Декаданс в русском искусстве (стр. 6 из 8)

Как писал Н. А. Бердяев в одной из ключевых своих работ "Новое христианство (Д. С. Мережковский)", в русской религиозной мысли помимо течения, жаждавшего возврата к ценностям отеческого православия, возникает направление, ставящее своей целью создание новой Церкви. Именно к этому течению он и относит Мережковского, подчёркивая не тождественность исторического православия и религиозности поэта-мистика. Писал Бердяев и о том, что Мережковский говорил о православии как мало что в нём смыслящий дилетант, человек со стороны. "Религиозная тема Мережковского более всего есть у хлыстов, — восклицает философ, — и стремления его даже называли интеллигентной хлыстовщиной".

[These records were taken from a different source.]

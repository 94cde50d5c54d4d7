// cm-core/src/units.rs

use uom::si::f64::{
    MassDensity as UomMassDensity, MassRate as UomMassRate, Power as UomPower,
    Pressure as UomPressure, TemperatureInterval as UomTemperatureInterval,
    ThermodynamicTemperature as UomThermodynamicTemperature,
};

// Public canonical unit types (SI, f64)
pub type Density = UomMassDensity;
pub type MassRate = UomMassRate;
pub type Power = UomPower;
pub type Pressure = UomPressure;
pub type TempInterval = UomTemperatureInterval;
pub type Temperature = UomThermodynamicTemperature;

#[inline]
pub fn pa(v: f64) -> Pressure {
    use uom::si::pressure::pascal;
    Pressure::new::<pascal>(v)
}

#[inline]
pub fn k(v: f64) -> Temperature {
    use uom::si::thermodynamic_temperature::kelvin;
    Temperature::new::<kelvin>(v)
}

/// Temperature *difference* in kelvin, distinct from an absolute temperature.
#[inline]
pub fn dk(v: f64) -> TempInterval {
    use uom::si::temperature_interval::kelvin;
    TempInterval::new::<kelvin>(v)
}

#[inline]
pub fn kgps(v: f64) -> MassRate {
    use uom::si::mass_rate::kilogram_per_second;
    MassRate::new::<kilogram_per_second>(v)
}

#[inline]
pub fn w(v: f64) -> Power {
    use uom::si::power::watt;
    Power::new::<watt>(v)
}

#[inline]
pub fn kgpm3(v: f64) -> Density {
    use uom::si::mass_density::kilogram_per_cubic_meter;
    Density::new::<kilogram_per_cubic_meter>(v)
}
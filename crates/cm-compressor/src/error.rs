//! Error types for the compressor model.

use cm_fluids::FluidError;
use thiserror::Error;

/// Errors that can occur while building or evaluating a compressor map model.
#[derive(Error, Debug, Clone, PartialEq)]
pub enum CompressorError {
    /// A map coefficient sequence does not have exactly ten entries.
    #[error("invalid {which} map: expected {expected} coefficients, got {len}")]
    InvalidMapShape {
        which: &'static str,
        expected: usize,
        len: usize,
    },

    /// A spec parameter is outside its valid range.
    #[error("Invalid argument: {what}")]
    InvalidArg { what: &'static str },

    /// The operating point is physically inconsistent
    /// (condensing below evaporating, or negative superheat).
    #[error("Physically inconsistent operating point: {what}")]
    PhysicalOrdering { what: &'static str },

    /// A map evaluated to a value that makes a downstream ratio undefined;
    /// detected as a non-finite result after the correction sequence.
    #[error("Degenerate map: non-finite {what}")]
    DegenerateMap { what: &'static str },

    /// Property evaluator failure, propagated verbatim.
    #[error(transparent)]
    Property(#[from] FluidError),
}

pub type CompressorResult<T> = Result<T, CompressorError>;
//! Evaluation result.

use cm_core::units::{MassRate, Power, Pressure, Temperature};
use cm_fluids::SpecEnthalpy;

/// Complete thermodynamic performance at one operating point.
///
/// Returned by value from [`CompressorSpec::evaluate`]; no state is retained
/// on the spec between calls.
///
/// [`CompressorSpec::evaluate`]: crate::CompressorSpec::evaluate
#[derive(Debug, Clone, Copy, PartialEq)]
pub struct Performance {
    /// Corrected refrigerant mass flow rate.
    pub mass_flow: MassRate,
    /// Shaft power.
    pub shaft_power: Power,
    /// Specific enthalpy at the discharge port [J/kg].
    pub discharge_enthalpy: SpecEnthalpy,
    /// Discharge pressure (condenser saturation pressure).
    pub discharge_pressure: Pressure,
    /// Heat rejected to ambient; negative denotes rejection from the
    /// control volume.
    pub ambient_heat_loss: Power,
    /// Overall isentropic efficiency (not clamped).
    pub isentropic_efficiency: f64,
    /// Discharge temperature.
    pub discharge_temperature: Temperature,
    /// Suction temperature (evaporating temperature plus actual superheat).
    pub suction_temperature: Temperature,
    /// Specific enthalpy at the suction port [J/kg].
    pub suction_enthalpy: SpecEnthalpy,
}

impl Performance {
    /// Energy entering the refrigerant stream: shaft power minus the part
    /// rejected to ambient.
    pub fn cycle_energy_in(&self) -> Power {
        self.shaft_power + self.ambient_heat_loss
    }
}
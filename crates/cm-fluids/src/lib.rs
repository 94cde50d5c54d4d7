//! cm-fluids: refrigerant property evaluation for the compressor map model.
//!
//! Provides:
//! - Refrigerant identifiers (pure fluids and predefined blends)
//! - Thermodynamic state representation
//! - FluidModel trait for property queries
//! - CoolProp backend for real fluid properties
//!
//! # Architecture
//!
//! This crate defines a stable API (`FluidModel` trait) that isolates the
//! compressor model from backend dependencies. Currently, CoolProp (via
//! `rfluids`) is the primary backend, but the trait allows substitution with
//! a different property database or a deterministic test double.
//!
//! # Example
//!
//! ```no_run
//! use cm_fluids::{CoolPropModel, FluidModel, Refrigerant, StateInput};
//! use cm_core::units::{k, pa};
//!
//! let model = CoolPropModel::new();
//! let suction = model
//!     .state(
//!         StateInput::PT {
//!             p: pa(1_400_000.0),
//!             t: k(304.26),
//!         },
//!         Refrigerant::R410A,
//!     )
//!     .unwrap();
//! let rho = model.rho(&suction).unwrap();
//! println!("Density: {} kg/m³", rho.value);
//! ```

pub mod coolprop;
pub mod error;
pub mod model;
pub mod refrigerant;
pub mod state;

// Re-exports for ergonomics
pub use coolprop::CoolPropModel;
pub use error::{FluidError, FluidResult};
pub use model::FluidModel;
pub use refrigerant::Refrigerant;
pub use state::{SpecEnthalpy, SpecEntropy, StateInput, ThermoState};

Неудовлетворённость существующей церковью приводит Мережковского к размышлением, от которых правоверный православный просто отшатнулся бы с суеверным ужасом. Мережковский же не удовлетворяется слепым следованием догме. Отсюда, вероятно, одной из центральных тем его творчества и становится тема сопоставления Христа и антихриста. По определению Бердяева, иногда даже остаётся впечатление, что Мережковский стремится синтезировать Христа и антихриста. И это не было преувеличением. Поводом для такого рода суждений послужила одна из центральных во всём творчестве Мережковского трилогия "Христос и Антихрист". По словам Мережковского, он надеялся, соединив два начала христианства и язычества получить полноту жизни. Заканчивая трилогию, он уже отчётливо осознавал, "что соединение Христа с Антихристом — кощунственная ложь". Но это признание, сделанное Мережковским, мало что меняло по существу, ибо, согласно его позиции демоническая сила антихриста коренилась сперва в самодержавии, а позже в большевизме. В том числе демонические силы отождествлялись Мережковским и с Православием. Тем самым он далеко отходил в трактовке Антихриста от официальной церкви.

Временами может даже сложиться впечатление, что Мережковский и Гиппиус совсем порывают с Богом, провозглашают идеи, позволяющие говорить об их атеизме. Так в поэзии Гиппиус расхожим местом становится утверждение равенства Бога и человека. Ещё в 1895 г. Гиппиус буквально ошеломила читающую публику заявлением в одном из своих стихотворений: "Люблю я себя, как Бога". Ещё более выпукло эти мотивы проступают в творчестве Мережковского. Первое литературное произведение, принесшее ему известность "Сакья-Муни" было посвящено как раз равенству человека и Бога и даже превосходству человека над Богом. Герой поэмы дерзновенно вступает в спор со своим божеством:

"Я стою как равный пред тобою

И, высоко голову подняв,

Говорю пред небом и землёю:

"Самодержец мира, ты не прав!" 1

Скандальное звучание поэмы Мережковского заставляло включать его в свой репертуар всех чтецов-декламаторов. И позже он не отошёл от этой своей позиции буквально вторя скандальным откровениям Гиппиус:

Ты сам — свой Бог, ты сам — свой ближний…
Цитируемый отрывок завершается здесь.